A tropical frame of mind

Honors College grad plays up "string of opportunities"


 
image: /_images/news/2017/08/anna-nordseth1.jpg

SUMMARY: Anna Nordseth already has an impressive resume: Honors Scholar, Dingledine Scholar, biology major with a concentration in ecology and environmental studies. She hopes to land a job some day in Costa Rica where she studied abroad.


Talk about your Honors Thesis.
I’m doing a review paper that looks at agri-forestry systems and how those systems maintain biodiversity and also carbon sequestration. So we want to look at carbon sequestration because global warming is such a huge deal right now and is being talked about at all levels, so we’re trying to look at agriculture and especially how sustainable agriculture contributes to that discussion in a positive way.


Do you hope to head to Brazil next?
I do. I’m a biology major, and I have an ecology and environmental concentration. I’m really interested in tropical conservation. If you look at the news at all, Brazil is huge in tropical forest ecology largely because of deforestation. Studying in Brazil would be a really good opportunity to get my foot in the door, start networking with other researchers there, and also to get a strong sense about what it would actually be like to have a career somewhere such as Brazil.


Do you have a favorite JMU professor?
I met my current adviser and research mentor Dr. Heather Griscom shortly after I started looking into research labs because I knew that I wanted to do research as an undergraduate. I joined her lab at the end of my freshman year and then took her forest ecology class my sophomore year, and she made all the difference in the world to me in terms of my academic direction. 


Talk about how you met Dr. Griscom.
I went into her office as a freshman—I had no idea at all what research actually entailed and I went into the field of biology thinking a career in medicine because that’s what you learn in high school—and then I went on her home page and saw that she did work with trees, and ever since then we’ve had this amazing process in which she leads, and then I scramble off trying to figure out where I want to go with things. She has been really supportive and helpful during my entire academic journal, helping me find internships and guiding my research that I do with her, and really just helping me learn the ropes so that eventually I can become a research ecologist or a field ecologist. 


Do you have any interest in being a professor some day?
I am interested in teaching, but also I really want to do some kind of non-governmental organization work.
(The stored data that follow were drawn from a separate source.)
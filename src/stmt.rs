use std::rc::Rc;

use crate::expr::Expr;
use crate::token::Token;

/// Shared body of a function declaration, method, or function literal.
///
/// Held behind `Rc` so that every runtime closure created from the same
/// declaration points at one immutable copy of the body.
#[derive(Debug, Clone, PartialEq)]
pub struct FunctionDecl {
    /// `None` for anonymous function literals.
    pub name: Option<Token>,

    /// Parameter name tokens (arity ≤ 255).
    pub params: Vec<Token>,

    pub body: Vec<Stmt>,

    /// Set by a leading `static` inside a class body.
    pub is_static: bool,
}

impl FunctionDecl {
    /// Declared name, or `"anonymous"` for literals.
    pub fn name(&self) -> &str {
        self.name
            .as_ref()
            .map(|t| t.lexeme.as_str())
            .unwrap_or("anonymous")
    }

    pub fn arity(&self) -> usize {
        self.params.len()
    }
}

/// **Abstract‑Syntax‑Tree node** for *statements*.  A program is a sequence
/// of these nodes returned by [`crate::parser::Parser::parse`].
///
/// There is no `for` node: the parser desugars `for` into `Block`/`While`.
#[derive(Debug, Clone, PartialEq)]
pub enum Stmt {
    /// Stand‑alone expression terminated by a semicolon.
    Expression(Expr),

    Print(Expr),

    /// Variable declaration: `"let" IDENT ("=" initializer)? ";"`.
    Let {
        name: Token,
        initializer: Option<Expr>,
    },

    Block(Vec<Stmt>),

    If {
        condition: Expr,
        then_branch: Box<Stmt>,
        else_branch: Option<Box<Stmt>>,
    },

    While {
        condition: Expr,
        body: Box<Stmt>,
    },

    /// Named function declaration; `decl.name` is always present.
    Function(Rc<FunctionDecl>),

    Return {
        /// The `return` keyword token (for resolver error locations).
        keyword: Token,

        /// Absent ⇒ `nil` is returned.
        value: Option<Expr>,
    },

    Class {
        name: Token,

        /// Always an `Expr::Variable` when present.
        superclass: Option<Expr>,

        /// Instance and static methods, in declaration order.
        methods: Vec<Rc<FunctionDecl>>,
    },
}
use std::fmt;
use std::rc::Rc;

use crate::stmt::FunctionDecl;
use crate::token::Token;

/// Identity of an expression node that the resolver may annotate
/// (`Variable`, `Assign`, `This`, `Super`).
///
/// Ids are handed out by the parser from a running counter; the session keeps
/// the counter going across REPL lines so annotations never collide.
#[derive(Debug, Clone, Copy, PartialEq, Eq, Hash, PartialOrd, Ord)]
pub struct ExprId(u32);

impl ExprId {
    pub fn new(index: u32) -> Self {
        Self(index)
    }
}

impl fmt::Display for ExprId {
    fn fmt(&self, f: &mut fmt::Formatter<'_>) -> fmt::Result {
        write!(f, "expr#{}", self.0)
    }
}

/// A **literal constant** that appears directly in the source code.
#[derive(Debug, Clone, PartialEq)]
pub enum LiteralValue {
    /// Numeric literal, stored as IEEE‑754 `f64`.
    Number(f64),

    /// String literal without surrounding quotes.
    Str(String),

    True,

    False,

    Nil,
}

/// **Abstract‑Syntax‑Tree node** representing every kind of *expression*.
#[derive(Debug, Clone, PartialEq)]
pub enum Expr {
    /// A literal constant: number, string, `true`, `false`, or `nil`.
    Literal(LiteralValue),

    /// Variable access.
    Variable { id: ExprId, name: Token },

    /// Assignment expression: `identifier "=" expression`.
    Assign {
        id: ExprId,
        name: Token,
        value: Box<Expr>,
    },

    /// Infix arithmetic / comparison / equality operator.
    Binary {
        left: Box<Expr>,
        operator: Token,
        right: Box<Expr>,
    },

    /// Short‑circuiting `and` / `or`.
    Logical {
        left: Box<Expr>,
        operator: Token,
        right: Box<Expr>,
    },

    /// Prefix `!` or `-`.
    Unary { operator: Token, right: Box<Expr> },

    /// Function‑ or method‑call expression.
    Call {
        callee: Box<Expr>,
        /// The closing `)` token, retained for error reporting.
        paren: Token,
        arguments: Vec<Expr>,
    },

    /// object.property
    Get { object: Box<Expr>, name: Token },

    /// object.property = value
    Set {
        object: Box<Expr>,
        name: Token,
        value: Box<Expr>,
    },

    /// The `this` keyword inside a method.
    This { id: ExprId, keyword: Token },

    /// `super.method` inside a subclass method.
    Super {
        id: ExprId,
        keyword: Token,
        method: Token,
    },

    /// Parenthesised sub‑expression.
    Grouping(Box<Expr>),

    /// Anonymous function literal `fn (params) { body }`.
    Function(Rc<FunctionDecl>),
}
The bottom line is that I want to do whatever I can do that has the most impact. With teaching you can reach a lot of people, and then with the NGO work you can do so much hands-on, on-the-ground type of work. I love the idea of both of them. 


Would you call JMU a good choice?
The opportunities that I’ve had during my time here have given me a focus and shaped what I want to do. Obviously finding Dr. Griscom has been huge for me, and then I got the Hillcrest Hinshaw-Daniels Scholarship my sophomore year which allowed me to afford to study abroad in Costa Rica for two and a half months. Basically, JMU has changed my entire life. I don’t think I could be any more grateful.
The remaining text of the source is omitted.